Before there was Spider-Man, Sam Raimi brought us Darkman. Staring Liam Neeson, the movie is about a dude who is attacked and left for dead by a ruthless mobster, after his girlfriend, an attorney runs afoul of a corrupt developer Liam is left with burns over most of his body. While hospitalized as a comatose John Doe, he is unwillingly subjected to a radical treatment that destroys the nerve endings connected to his skin, neutralizing his ability to sense physical pain but increasing his brain's emotional output to compensate. Half-crazed, Liam escapes the hospital and decides to get revenge on the criminals who took his life away, but now as a masked vigilante, known as Darkman. The movie is actually pretty good, especially for a lower budget ($16 million) attempt.



In 1990, Teenage Mutant Ninja Turtles hit the big screen with a surprisingly dark (though true to the source material) tone. The film cost $13.5 million and banked 10x that. Though slow at times, this movie is a step ahead of the sequels that followed (though TMNT aint bad).

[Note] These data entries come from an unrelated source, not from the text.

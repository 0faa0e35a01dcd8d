//! Fixed three-unit rosters.

use arrayvec::ArrayVec;
use strum::IntoEnumIterator;

use crate::config::BattleConfig;

use super::common::{Side, UnitId};
use super::unit::{CombatUnit, UnitKind};

/// Ordered units fighting for one side, one per [`UnitKind`].
#[derive(Clone, Debug, PartialEq, Eq)]
#[cfg_attr(feature = "serde", derive(serde::Serialize, serde::Deserialize))]
pub struct Roster {
    side: Side,
    units: ArrayVec<CombatUnit, { BattleConfig::ROSTER_SIZE }>,
}

impl Roster {
    /// Builds a full-health roster in Red, Blue, Yellow order with
    /// consecutive ids starting at `first_id`.
    pub fn new(side: Side, first_id: UnitId) -> Self {
        let units = UnitKind::iter()
            .zip(first_id.0..)
            .map(|(kind, id)| CombatUnit::new(UnitId(id), kind, side))
            .collect();
        Self { side, units }
    }

    /// Standard player roster (ids 1, 2, 3).
    pub fn player() -> Self {
        Self::new(Side::Player, UnitId::PLAYER_BASE)
    }

    /// Standard enemy roster (ids 10, 11, 12).
    pub fn enemy() -> Self {
        Self::new(Side::Enemy, UnitId::ENEMY_BASE)
    }

    /// Builds a roster from explicit units, keeping at most
    /// [`BattleConfig::ROSTER_SIZE`] of them.
    pub fn from_units(side: Side, units: impl IntoIterator<Item = CombatUnit>) -> Self {
        let units = units
            .into_iter()
            .take(BattleConfig::ROSTER_SIZE)
            .collect();
        Self { side, units }
    }

    pub fn side(&self) -> Side {
        self.side
    }

    pub fn get(&self, id: UnitId) -> Option<&CombatUnit> {
        self.units.iter().find(|unit| unit.id() == id)
    }

    pub(crate) fn get_mut(&mut self, id: UnitId) -> Option<&mut CombatUnit> {
        self.units.iter_mut().find(|unit| unit.id() == id)
    }

    pub fn position(&self, id: UnitId) -> Option<usize> {
        self.units.iter().position(|unit| unit.id() == id)
    }

    pub fn iter(&self) -> impl Iterator<Item = &CombatUnit> {
        self.units.iter()
    }

    pub fn units(&self) -> &[CombatUnit] {
        &self.units
    }

    pub(crate) fn units_mut(&mut self) -> &mut [CombatUnit] {
        &mut self.units
    }

    pub fn living(&self) -> impl Iterator<Item = &CombatUnit> {
        self.units.iter().filter(|unit| unit.is_alive())
    }

    pub fn living_count(&self) -> usize {
        self.living().count()
    }

    pub fn any_alive(&self) -> bool {
        self.units.iter().any(CombatUnit::is_alive)
    }

    pub fn all_dead(&self) -> bool {
        !self.any_alive()
    }

    /// Index of the first living unit at or after `start`.
    pub fn next_living_from(&self, start: usize) -> Option<usize> {
        self.units
            .iter()
            .enumerate()
            .skip(start)
            .find(|(_, unit)| unit.is_alive())
            .map(|(index, _)| index)
    }

    /// Living units sharing the lowest current hp, in roster order.
    pub fn weakest(&self) -> Vec<&CombatUnit> {
        let Some(min_hp) = self.living().map(CombatUnit::hp).min() else {
            return Vec::new();
        };
        self.living().filter(|unit| unit.hp() == min_hp).collect()
    }

    pub(crate) fn advance_turn_counters(&mut self) {
        self.units
            .iter_mut()
            .for_each(CombatUnit::advance_turn_counters);
    }
}
use crate::state::UnitKind;

use super::damage::Percent;

/// Type multiplier for a roster attacker against a roster defender.
///
/// Red beats Yellow, Yellow beats Blue, and Blue is blunted against Red.
/// Every other pairing, including same-kind and the reverse directions, is
/// neutral. The boss never appears in this table.
pub fn effectiveness(attacker: UnitKind, defender: UnitKind) -> Percent {
    use UnitKind::*;
    match (attacker, defender) {
        (Red, Yellow) => Percent::STRONG,
        (Yellow, Blue) => Percent::STRONG,
        (Blue, Red) => Percent::WEAK,
        _ => Percent::NEUTRAL,
    }
}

Hoping to repeat the previous summer's Batmania (Dickmania?) Dick Tracy employed Danny Elfman to write a dark score to this visually interesting film. It also had an all star cast including Warren Beatty, Al Pacino, Dustin Hoffman, Dick Van Dyke, and Madonna. Not a bad movie, but Tracy is no Batman. The movie broke $100 million, but while Batman is now on film #6, Dick Tracy #2 never materialized.


Much like the failed Fantastic Four and Punisher attempts, Marvel tried to make a low budget Captain America movie. It was so bad / cheesy, it never made it to the silver screen. Thanks to youtube, its crappiness will not be forever forgotten.




The last of the Incredible Hulk TV specials aired in 1990 titled Death of the Incredible Hulk. This outing unsurprisingly featured Hulk dying.




Another Danny Elfman scored project was the one season wonder of the Flash. Following in the footsteps of the Dark Batman film, this series features a darker Flash. Later in the season, the tone lightened up a bit to allow for characters such as The Trickster portrayed by Mark Hamil, a role that may have won him the job of voicing The Joker in the Batman Animated Series.






There you have it, the heroes made due with low budgets back in 1990.